Genome-wide epistasis analysis reveals significant epistatic signals associated with Parkinson's disease risk.

Genome-wide association studies have increased our understanding of Parkinson's disease genetics by identifying common disease-associated variants. However, much of the heritability remains unaccounted for, and we hypothesized that this could be explained, in part, by epistasis, the statistical interaction between two or more genetic variants. Here, we developed a genome-wide non-exhaustive epistasis screening pipeline called variant-variant interaction through variable thresholds (VARI3) and applied it to diverse Parkinson's disease genome-wide association study cohorts.
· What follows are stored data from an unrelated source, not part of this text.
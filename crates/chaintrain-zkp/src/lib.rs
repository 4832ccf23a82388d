//! # chaintrain-zkp — Proof Systems
//!
//! A trait-based proof abstraction with two transparent, deterministic
//! backends:
//!
//! - [`SampledMerkleProofSystem`] proves that a dataset's Merkle root commits
//!   to the registered chunk sequence. The prover opens a Fiat-Shamir-sampled
//!   subset of chunk leaves with inclusion paths; the verifier re-derives the
//!   sample and checks every path against the root.
//! - [`CommitmentProofSystem`] binds a training record's public statement to
//!   a SHA-256 commitment.
//!
//! Neither backend is zero-knowledge. The [`ProofSystem`] trait is sealed so
//! that a real circuit backend can replace them without widening the set of
//! accepted proof types.

pub mod commitment;
pub mod dataset;
pub mod traits;

// Re-export primary types.
pub use commitment::{CommitmentCircuit, CommitmentProof, CommitmentProofSystem};
pub use dataset::{
    DatasetCircuit, DatasetProof, DatasetStatement, Opening, SampledMerkleProofSystem,
    SamplingKey, SamplingPolicy, DEFAULT_PROOF_SAMPLES,
};
pub use traits::{ProofError, ProofSystem, ProveContext, VerifyError};
//! # Sampled-Opening Dataset Proof
//!
//! Proves that a dataset's registered Merkle root commits to a chunk
//! sequence that was fully acknowledged by the blob store.
//!
//! ## Statement
//!
//! [`DatasetStatement`] is public: dataset id, manifest blob id, Merkle root,
//! chunk count, byte size and chunk size. Its canonical JSON bytes are the
//! verifier's public inputs.
//!
//! ## Proof
//!
//! 1. The prover refuses unless every chunk carries a storage
//!    acknowledgement.
//! 2. It rebuilds the tree from the leaf digests and checks the root.
//! 3. A seed `SHA256(domain || SHA256(statement))` selects `k` distinct leaf
//!    indices (Fiat-Shamir). Each selected leaf is opened with its inclusion
//!    path.
//! 4. A commitment over the statement digest and the openings seals the
//!    proof.
//!
//! The verifier re-derives the sampled indices from the statement alone, so
//! the prover cannot choose which leaves to open.

use std::collections::BTreeSet;

use chaintrain_core::{
    from_hex, to_hex, BlobId, CanonicalBytes, ContentDigest, DatasetId, Sha256Accumulator,
};
use chaintrain_crypto::{InclusionProof, MerkleTree};
use serde::{Deserialize, Serialize};

use crate::traits::{ProofError, ProofSystem, ProveContext, VerifyError};

const SEED_DOMAIN: &[u8] = b"chaintrain/dataset-proof/seed/v1";
const COMMIT_DOMAIN: &[u8] = b"chaintrain/dataset-proof/commit/v1";

/// Identifier recorded alongside stored proofs.
pub const SYSTEM_ID: &str = "sampled-merkle-v1";

/// Default number of sampled openings.
pub const DEFAULT_PROOF_SAMPLES: usize = 16;

/// Public statement about a registered dataset.
#[derive(Debug, Clone, PartialEq, Eq, Serialize, Deserialize)]
pub struct DatasetStatement {
    /// Dataset being registered.
    pub dataset_id: DatasetId,
    /// Manifest blob id.
    pub blob_id: BlobId,
    /// Merkle root over chunk digests.
    pub merkle_root: ContentDigest,
    /// Number of chunks.
    pub chunk_count: u64,
    /// File size in bytes.
    pub size: u64,
    /// Chunk size used to split the file.
    pub chunk_size: u64,
}

impl DatasetStatement {
    /// Canonical bytes of the statement.
    pub fn canonical(&self) -> Result<CanonicalBytes, ProofError> {
        CanonicalBytes::new(self).map_err(|e| ProofError::InvalidInputs(e.to_string()))
    }
}

/// Statement plus witness.
#[derive(Debug, Clone)]
pub struct DatasetCircuit {
    /// Public statement.
    pub statement: DatasetStatement,
    /// Chunk digests in order.
    pub leaves: Vec<[u8; 32]>,
    /// Whether the blob store acknowledged each chunk.
    pub acknowledged: Vec<bool>,
}

/// Proving parameters.
#[derive(Debug, Clone, Copy)]
pub struct SamplingKey {
    /// Openings to produce (capped at the chunk count).
    pub samples: usize,
}

impl Default for SamplingKey {
    fn default() -> Self {
        Self {
            samples: DEFAULT_PROOF_SAMPLES,
        }
    }
}

/// Verification parameters.
#[derive(Debug, Clone, Copy)]
pub struct SamplingPolicy {
    /// Minimum openings accepted (capped at the chunk count).
    pub min_samples: usize,
}

impl Default for SamplingPolicy {
    fn default() -> Self {
        Self { min_samples: 1 }
    }
}

/// One opened leaf.
#[derive(Debug, Clone, PartialEq, Eq, Serialize, Deserialize)]
pub struct Opening {
    /// Leaf digest.
    pub leaf: ContentDigest,
    /// Inclusion path for the leaf.
    pub path: InclusionProof,
}

/// A dataset proof.
#[derive(Debug, Clone, PartialEq, Eq, Serialize, Deserialize)]
pub struct DatasetProof {
    /// SHA-256 of the canonical statement.
    pub statement_digest: ContentDigest,
    /// Number of openings requested.
    pub samples: u64,
    /// Openings in ascending leaf order.
    pub openings: Vec<Opening>,
    /// Commitment over the statement digest and openings.
    pub commitment: ContentDigest,
}

impl DatasetProof {
    /// SHA-256 of the proof's canonical JSON; anchored on the ledger.
    pub fn digest(&self) -> Result<ContentDigest, ProofError> {
        let cb = CanonicalBytes::new(self).map_err(|e| ProofError::GenerationFailed(e.to_string()))?;
        Ok(ContentDigest::of(cb.as_bytes()))
    }

    /// Hex-encode the canonical JSON for storage in a proof record.
    pub fn to_proof_data(&self) -> Result<String, ProofError> {
        let cb = CanonicalBytes::new(self).map_err(|e| ProofError::GenerationFailed(e.to_string()))?;
        Ok(to_hex(cb.as_bytes()))
    }

    /// Decode from a proof record's `proof_data`.
    pub fn from_proof_data(hex: &str) -> Result<Self, VerifyError> {
        let bytes = from_hex(hex).map_err(|e| VerifyError::MalformedProof(e.to_string()))?;
        serde_json::from_slice(&bytes).map_err(|e| VerifyError::MalformedProof(e.to_string()))
    }
}

/// Deterministic sampled-opening Merkle proof backend.
#[derive(Debug, Clone, Copy, Default)]
pub struct SampledMerkleProofSystem;

fn seed(statement_digest: &ContentDigest) -> ContentDigest {
    let mut acc = Sha256Accumulator::new();
    acc.update(SEED_DOMAIN);
    acc.update(statement_digest.as_bytes());
    acc.finalize()
}

/// Select `min(samples, n)` distinct indices in `0..n`, sorted.
fn sample_indices(seed: &ContentDigest, n: u64, samples: u64) -> Vec<u64> {
    let k = samples.min(n);
    if k == n {
        return (0..n).collect();
    }
    let mut picked = BTreeSet::new();
    let mut counter = 0u64;
    while (picked.len() as u64) < k {
        let mut acc = Sha256Accumulator::new();
        acc.update(seed.as_bytes());
        acc.update(&counter.to_be_bytes());
        picked.insert(acc.finalize().seed_u64() % n);
        counter += 1;
    }
    picked.into_iter().collect()
}

fn commitment(statement_digest: &ContentDigest, openings: &[Opening]) -> ContentDigest {
    let mut acc = Sha256Accumulator::new();
    acc.update(COMMIT_DOMAIN);
    acc.update(statement_digest.as_bytes());
    for o in openings {
        acc.update(&o.path.leaf_index.to_be_bytes());
        acc.update(o.leaf.as_bytes());
    }
    acc.finalize()
}

impl ProofSystem for SampledMerkleProofSystem {
    type Proof = DatasetProof;
    type VerifyingKey = SamplingPolicy;
    type ProvingKey = SamplingKey;
    type Circuit = DatasetCircuit;

    fn prove(
        &self,
        pk: &SamplingKey,
        circuit: &DatasetCircuit,
        ctx: &ProveContext<'_>,
    ) -> Result<DatasetProof, ProofError> {
        ctx.checkpoint()?;
        let st = &circuit.statement;
        let n = circuit.leaves.len() as u64;
        if n == 0 {
            return Err(ProofError::InvalidInputs("dataset has no chunks".into()));
        }
        if n != st.chunk_count || circuit.acknowledged.len() as u64 != n {
            return Err(ProofError::InvalidInputs(format!(
                "statement declares {} chunks, witness has {} leaves and {} acknowledgements",
                st.chunk_count,
                n,
                circuit.acknowledged.len()
            )));
        }
        if let Some(index) = circuit.acknowledged.iter().position(|ack| !ack) {
            return Err(ProofError::MissingAcknowledgement {
                index: index as u64,
            });
        }
        if pk.samples == 0 {
            return Err(ProofError::InvalidInputs("sample count must be positive".into()));
        }
        ctx.report(5);

        let tree = MerkleTree::from_leaves(circuit.leaves.clone())
            .map_err(|e| ProofError::GenerationFailed(e.to_string()))?;
        if tree.root() != st.merkle_root {
            return Err(ProofError::InvalidInputs(format!(
                "leaves hash to {} but statement claims {}",
                tree.root(),
                st.merkle_root
            )));
        }
        ctx.checkpoint()?;
        ctx.report(40);

        let statement_digest = ContentDigest::of(st.canonical()?.as_bytes());
        let indices = sample_indices(&seed(&statement_digest), n, pk.samples as u64);
        let total = indices.len();
        let mut openings = Vec::with_capacity(total);
        for (j, index) in indices.into_iter().enumerate() {
            ctx.checkpoint()?;
            let path = tree
                .proof(index)
                .map_err(|e| ProofError::GenerationFailed(e.to_string()))?;
            let leaf = tree
                .leaf(index)
                .map(ContentDigest::from_bytes)
                .ok_or_else(|| ProofError::GenerationFailed(format!("missing leaf {index}")))?;
            openings.push(Opening { leaf, path });
            let pct = 40 + (60 * (j + 1) / total.max(1));
            ctx.report(pct as u8);
        }

        Ok(DatasetProof {
            commitment: commitment(&statement_digest, &openings),
            statement_digest,
            samples: pk.samples as u64,
            openings,
        })
    }

    fn verify(
        &self,
        vk: &SamplingPolicy,
        proof: &DatasetProof,
        public_inputs: &[u8],
    ) -> Result<bool, VerifyError> {
        let statement: DatasetStatement = serde_json::from_slice(public_inputs)
            .map_err(|e| VerifyError::MalformedProof(format!("statement: {e}")))?;
        let n = statement.chunk_count;
        if n == 0 {
            return Err(VerifyError::MalformedProof("statement declares no chunks".into()));
        }

        if ContentDigest::of(public_inputs) != proof.statement_digest {
            return Ok(false);
        }
        if proof.samples.min(n) < (vk.min_samples as u64).min(n) {
            return Ok(false);
        }
        let expected = sample_indices(&seed(&proof.statement_digest), n, proof.samples);
        let opened: Vec<u64> = proof.openings.iter().map(|o| o.path.leaf_index).collect();
        if opened != expected {
            return Ok(false);
        }
        for o in &proof.openings {
            if o.path.leaf_count != n || !o.path.verify_leaf(o.leaf.as_bytes(), &statement.merkle_root) {
                return Ok(false);
            }
        }
        Ok(commitment(&proof.statement_digest, &proof.openings) == proof.commitment)
    }
}

impl SampledMerkleProofSystem {
    /// Verify against a statement, canonicalizing it first.
    pub fn verify_statement(
        &self,
        vk: &SamplingPolicy,
        proof: &DatasetProof,
        statement: &DatasetStatement,
    ) -> Result<bool, VerifyError> {
        let canonical = statement
            .canonical()
            .map_err(|e| VerifyError::MalformedProof(e.to_string()))?;
        self.verify(vk, proof, canonical.as_bytes())
    }
}
//! # In-Memory Record Store
//!
//! Thread-safe, cloneable map from string keys to records. The lock is a
//! `parking_lot::RwLock` and is never held across an `.await`.

use std::collections::HashMap;
use std::sync::Arc;

use parking_lot::RwLock;

/// Shared in-memory map keyed by record id.
#[derive(Debug)]
pub struct Store<T: Clone + Send + Sync> {
    data: Arc<RwLock<HashMap<String, T>>>,
}

impl<T: Clone + Send + Sync> Clone for Store<T> {
    fn clone(&self) -> Self {
        Self {
            data: Arc::clone(&self.data),
        }
    }
}

impl<T: Clone + Send + Sync> Store<T> {
    /// An empty store.
    pub fn new() -> Self {
        Self {
            data: Arc::new(RwLock::new(HashMap::new())),
        }
    }

    /// Insert a record, returning the previous value if the key existed.
    pub fn insert(&self, key: impl Into<String>, value: T) -> Option<T> {
        self.data.write().insert(key.into(), value)
    }

    /// Insert unless an existing record satisfies `keep`. On refusal the
    /// existing record is returned.
    pub fn insert_unless(
        &self,
        key: impl Into<String>,
        value: T,
        keep: impl FnOnce(&T) -> bool,
    ) -> Result<(), T> {
        let mut guard = self.data.write();
        let key = key.into();
        if let Some(existing) = guard.get(&key) {
            if keep(existing) {
                return Err(existing.clone());
            }
        }
        guard.insert(key, value);
        Ok(())
    }

    /// Retrieve a record.
    pub fn get(&self, key: &str) -> Option<T> {
        self.data.read().get(key).cloned()
    }

    /// All records, in no particular order.
    pub fn list(&self) -> Vec<T> {
        self.data.read().values().cloned().collect()
    }

    /// First record matching `pred`.
    pub fn find(&self, pred: impl Fn(&T) -> bool) -> Option<T> {
        self.data.read().values().find(|v| pred(v)).cloned()
    }

    /// Update a record in place. Returns the updated record, or `None` if
    /// not found.
    pub fn update(&self, key: &str, f: impl FnOnce(&mut T)) -> Option<T> {
        let mut guard = self.data.write();
        let entry = guard.get_mut(key)?;
        f(entry);
        Some(entry.clone())
    }

    /// Run `f` on a record in place and return its result, or `None` if the
    /// key is absent. The record is not cloned.
    pub fn modify<R>(&self, key: &str, f: impl FnOnce(&mut T) -> R) -> Option<R> {
        self.data.write().get_mut(key).map(f)
    }

    /// Remove the oldest records matching `evictable` until at most `keep`
    /// of them remain. Returns how many were removed.
    pub fn evict_oldest<K: Ord>(
        &self,
        keep: usize,
        evictable: impl Fn(&T) -> bool,
        age: impl Fn(&T) -> K,
    ) -> usize {
        let mut guard = self.data.write();
        let mut candidates: Vec<(K, String)> = guard
            .iter()
            .filter(|(_, v)| evictable(v))
            .map(|(k, v)| (age(v), k.clone()))
            .collect();
        let excess = candidates.len().saturating_sub(keep);
        if excess == 0 {
            return 0;
        }
        candidates.sort_unstable_by(|a, b| a.0.cmp(&b.0));
        for (_, key) in candidates.into_iter().take(excess) {
            guard.remove(&key);
        }
        excess
    }

    /// Number of records.
    pub fn len(&self) -> usize {
        self.data.read().len()
    }

    /// Whether the store is empty.
    pub fn is_empty(&self) -> bool {
        self.len() == 0
    }
}

impl<T: Clone + Send + Sync> Default for Store<T> {
    fn default() -> Self {
        Self::new()
    }
}

#[cfg(test)]
mod tests {
    use super::*;

    #[test]
    fn insert_get_update() {
        let store: Store<u32> = Store::new();
        assert!(store.insert("a", 1).is_none());
        assert_eq!(store.insert("a", 2), Some(1));
        assert_eq!(store.get("a"), Some(2));
        assert_eq!(store.update("a", |v| *v += 5), Some(7));
        assert_eq!(store.update("missing", |v| *v += 5), None);
        assert_eq!(store.len(), 1);
    }

    #[test]
    fn insert_unless_respects_keep() {
        let store: Store<&'static str> = Store::default();
        assert_eq!(store.insert_unless("k", "first", |_| true), Ok(()));
        assert_eq!(store.insert_unless("k", "second", |v| *v == "first"), Err("first"));
        assert_eq!(store.insert_unless("k", "third", |_| false), Ok(()));
        assert_eq!(store.get("k"), Some("third"));
    }

    #[test]
    fn clones_share_data() {
        let a: Store<u8> = Store::new();
        let b = a.clone();
        a.insert("x", 9);
        assert_eq!(b.get("x"), Some(9));
        assert_eq!(b.find(|v| *v == 9), Some(9));
        assert!(!b.is_empty());
    }

    #[test]
    fn modify_returns_closure_result() {
        let store: Store<Vec<u8>> = Store::new();
        store.insert("run", vec![1]);
        assert_eq!(store.modify("run", |v| { v.push(2); v.len() }), Some(2));
        assert_eq!(store.modify("gone", |v| v.len()), None);
        let checked: Option<Result<(), &str>> =
            store.modify("run", |v| if v.len() > 5 { Ok(()) } else { Err("short") });
        assert_eq!(checked, Some(Err("short")));
    }

    #[test]
    fn evict_oldest_spares_newest_and_ineligible() {
        let store: Store<(u32, bool)> = Store::new();
        for (key, age, done) in [("a", 1, true), ("b", 2, false), ("c", 3, true), ("d", 4, true)] {
            store.insert(key, (age, done));
        }
        assert_eq!(store.evict_oldest(1, |v| v.1, |v| v.0), 2);
        assert!(store.get("a").is_none());
        assert!(store.get("c").is_none());
        assert!(store.get("b").is_some());
        assert!(store.get("d").is_some());
        assert_eq!(store.evict_oldest(1, |v| v.1, |v| v.0), 0);
    }
}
We used 14 cohorts of European ancestry (14 671 cases and 17 667 controls) as a discovery stage, identifying 14 significant candidate variant-variant interactions. We then used four independent cohorts (13 377 cases and 413 789 controls) as the replication stage, successfully replicating three epistasis signals located near to SNCA and within MAPT and WNT3. Admixture analysis showed that the epistatic effect on Parkinson's disease of those variants at these loci was observed in individuals with both European ancestry and Native American ancestry. We assessed the functional impact of the epistasis signals across a range of functional/-omics datasets, identifying significant single-variant expression quantitative trait loci across brain tissues, epistasis expression quantitative trait locus signals in whole blood, Parkinson's disease-relevant pathways and ontologies, and chromatin interactions between the regions of the interacting single nucleotide polymorphisms. In conclusion, we identified and replicated novel epistatic signals associated with Parkinson's disease risk across multiple cohorts with diverse genetic ancestry, highlighting their enrichment in pathways relevant to Parkinson's disease.